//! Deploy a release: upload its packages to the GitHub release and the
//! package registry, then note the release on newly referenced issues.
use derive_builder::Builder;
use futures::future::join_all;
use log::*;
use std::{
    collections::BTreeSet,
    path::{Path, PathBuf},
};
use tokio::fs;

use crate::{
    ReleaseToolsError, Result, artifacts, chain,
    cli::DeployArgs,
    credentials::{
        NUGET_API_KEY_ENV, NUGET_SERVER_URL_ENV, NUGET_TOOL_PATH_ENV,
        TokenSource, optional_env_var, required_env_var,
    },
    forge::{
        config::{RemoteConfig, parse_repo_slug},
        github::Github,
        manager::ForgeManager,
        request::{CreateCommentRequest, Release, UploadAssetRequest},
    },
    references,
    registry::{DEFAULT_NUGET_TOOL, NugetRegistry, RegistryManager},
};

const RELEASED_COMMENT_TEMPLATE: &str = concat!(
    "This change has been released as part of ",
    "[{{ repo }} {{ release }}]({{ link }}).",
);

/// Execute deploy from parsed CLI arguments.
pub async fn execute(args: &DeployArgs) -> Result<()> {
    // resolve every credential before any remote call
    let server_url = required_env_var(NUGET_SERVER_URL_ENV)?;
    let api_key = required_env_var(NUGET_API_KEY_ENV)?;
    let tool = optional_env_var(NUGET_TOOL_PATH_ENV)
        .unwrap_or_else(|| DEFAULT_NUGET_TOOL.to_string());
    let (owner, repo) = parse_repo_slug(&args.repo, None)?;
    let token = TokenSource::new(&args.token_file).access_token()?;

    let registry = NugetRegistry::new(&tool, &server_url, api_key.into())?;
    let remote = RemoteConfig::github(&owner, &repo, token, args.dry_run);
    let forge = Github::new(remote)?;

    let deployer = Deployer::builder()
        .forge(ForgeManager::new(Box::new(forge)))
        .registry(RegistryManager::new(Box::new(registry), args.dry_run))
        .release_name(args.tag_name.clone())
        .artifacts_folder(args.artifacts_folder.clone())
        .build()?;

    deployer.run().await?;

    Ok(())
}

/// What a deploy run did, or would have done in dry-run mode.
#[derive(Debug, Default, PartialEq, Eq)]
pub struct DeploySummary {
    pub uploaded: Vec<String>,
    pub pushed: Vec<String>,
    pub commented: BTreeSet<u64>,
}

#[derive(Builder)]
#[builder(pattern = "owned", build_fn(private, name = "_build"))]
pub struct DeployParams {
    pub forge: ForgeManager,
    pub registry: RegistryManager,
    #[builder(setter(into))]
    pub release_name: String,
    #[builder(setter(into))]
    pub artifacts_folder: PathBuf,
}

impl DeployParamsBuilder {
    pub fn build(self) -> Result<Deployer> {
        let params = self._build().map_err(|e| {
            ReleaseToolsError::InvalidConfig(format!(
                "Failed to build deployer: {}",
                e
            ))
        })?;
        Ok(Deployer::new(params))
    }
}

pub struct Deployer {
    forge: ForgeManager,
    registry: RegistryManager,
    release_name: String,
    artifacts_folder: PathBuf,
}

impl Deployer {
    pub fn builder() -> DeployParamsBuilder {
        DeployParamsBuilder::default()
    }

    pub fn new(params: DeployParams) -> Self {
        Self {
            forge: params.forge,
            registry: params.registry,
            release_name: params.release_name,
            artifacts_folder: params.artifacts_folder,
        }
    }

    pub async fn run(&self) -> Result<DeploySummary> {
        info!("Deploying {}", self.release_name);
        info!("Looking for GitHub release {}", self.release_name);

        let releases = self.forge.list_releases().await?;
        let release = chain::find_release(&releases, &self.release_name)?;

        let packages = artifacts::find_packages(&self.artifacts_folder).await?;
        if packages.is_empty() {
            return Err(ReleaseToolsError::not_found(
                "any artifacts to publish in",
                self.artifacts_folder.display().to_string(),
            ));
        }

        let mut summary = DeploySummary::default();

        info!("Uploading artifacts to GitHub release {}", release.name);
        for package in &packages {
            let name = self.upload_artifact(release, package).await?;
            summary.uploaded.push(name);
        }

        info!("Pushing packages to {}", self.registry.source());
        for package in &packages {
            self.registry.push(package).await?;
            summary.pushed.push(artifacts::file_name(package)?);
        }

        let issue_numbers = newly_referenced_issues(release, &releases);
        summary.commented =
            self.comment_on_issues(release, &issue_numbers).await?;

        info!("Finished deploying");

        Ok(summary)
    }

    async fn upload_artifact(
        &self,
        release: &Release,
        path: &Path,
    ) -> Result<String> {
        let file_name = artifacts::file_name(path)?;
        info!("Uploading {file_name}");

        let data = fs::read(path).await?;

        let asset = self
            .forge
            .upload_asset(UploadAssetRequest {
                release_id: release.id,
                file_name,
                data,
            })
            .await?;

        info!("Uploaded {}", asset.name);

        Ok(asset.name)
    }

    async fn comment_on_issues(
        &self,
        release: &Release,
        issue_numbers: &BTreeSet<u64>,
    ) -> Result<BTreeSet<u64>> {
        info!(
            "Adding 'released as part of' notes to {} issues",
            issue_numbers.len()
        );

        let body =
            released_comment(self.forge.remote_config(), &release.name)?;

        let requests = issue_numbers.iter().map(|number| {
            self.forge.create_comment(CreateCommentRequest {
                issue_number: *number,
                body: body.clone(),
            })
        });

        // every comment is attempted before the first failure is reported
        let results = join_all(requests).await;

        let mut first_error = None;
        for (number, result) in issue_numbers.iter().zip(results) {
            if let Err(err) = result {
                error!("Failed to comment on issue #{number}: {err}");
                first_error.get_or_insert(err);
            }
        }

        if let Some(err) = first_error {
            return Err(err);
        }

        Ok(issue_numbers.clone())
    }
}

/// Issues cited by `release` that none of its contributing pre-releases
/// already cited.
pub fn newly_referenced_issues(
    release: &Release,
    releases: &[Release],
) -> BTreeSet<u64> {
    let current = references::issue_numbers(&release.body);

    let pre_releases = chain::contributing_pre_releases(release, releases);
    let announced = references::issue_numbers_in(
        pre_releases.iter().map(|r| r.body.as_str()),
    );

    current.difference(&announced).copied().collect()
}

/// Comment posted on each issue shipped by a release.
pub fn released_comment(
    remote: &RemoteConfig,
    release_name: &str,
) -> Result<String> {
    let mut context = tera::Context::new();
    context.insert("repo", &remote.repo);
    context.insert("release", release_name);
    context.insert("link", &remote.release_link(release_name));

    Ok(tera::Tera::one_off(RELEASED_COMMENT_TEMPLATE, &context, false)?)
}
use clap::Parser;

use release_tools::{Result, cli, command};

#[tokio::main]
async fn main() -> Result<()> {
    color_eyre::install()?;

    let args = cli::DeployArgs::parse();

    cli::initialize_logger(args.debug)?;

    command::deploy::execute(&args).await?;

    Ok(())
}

EXERCISE BRIEF:
Using the entries above, count the lines that have the string "iter" in them. Answer with that number only.

PROBLEM SOLUTION:
3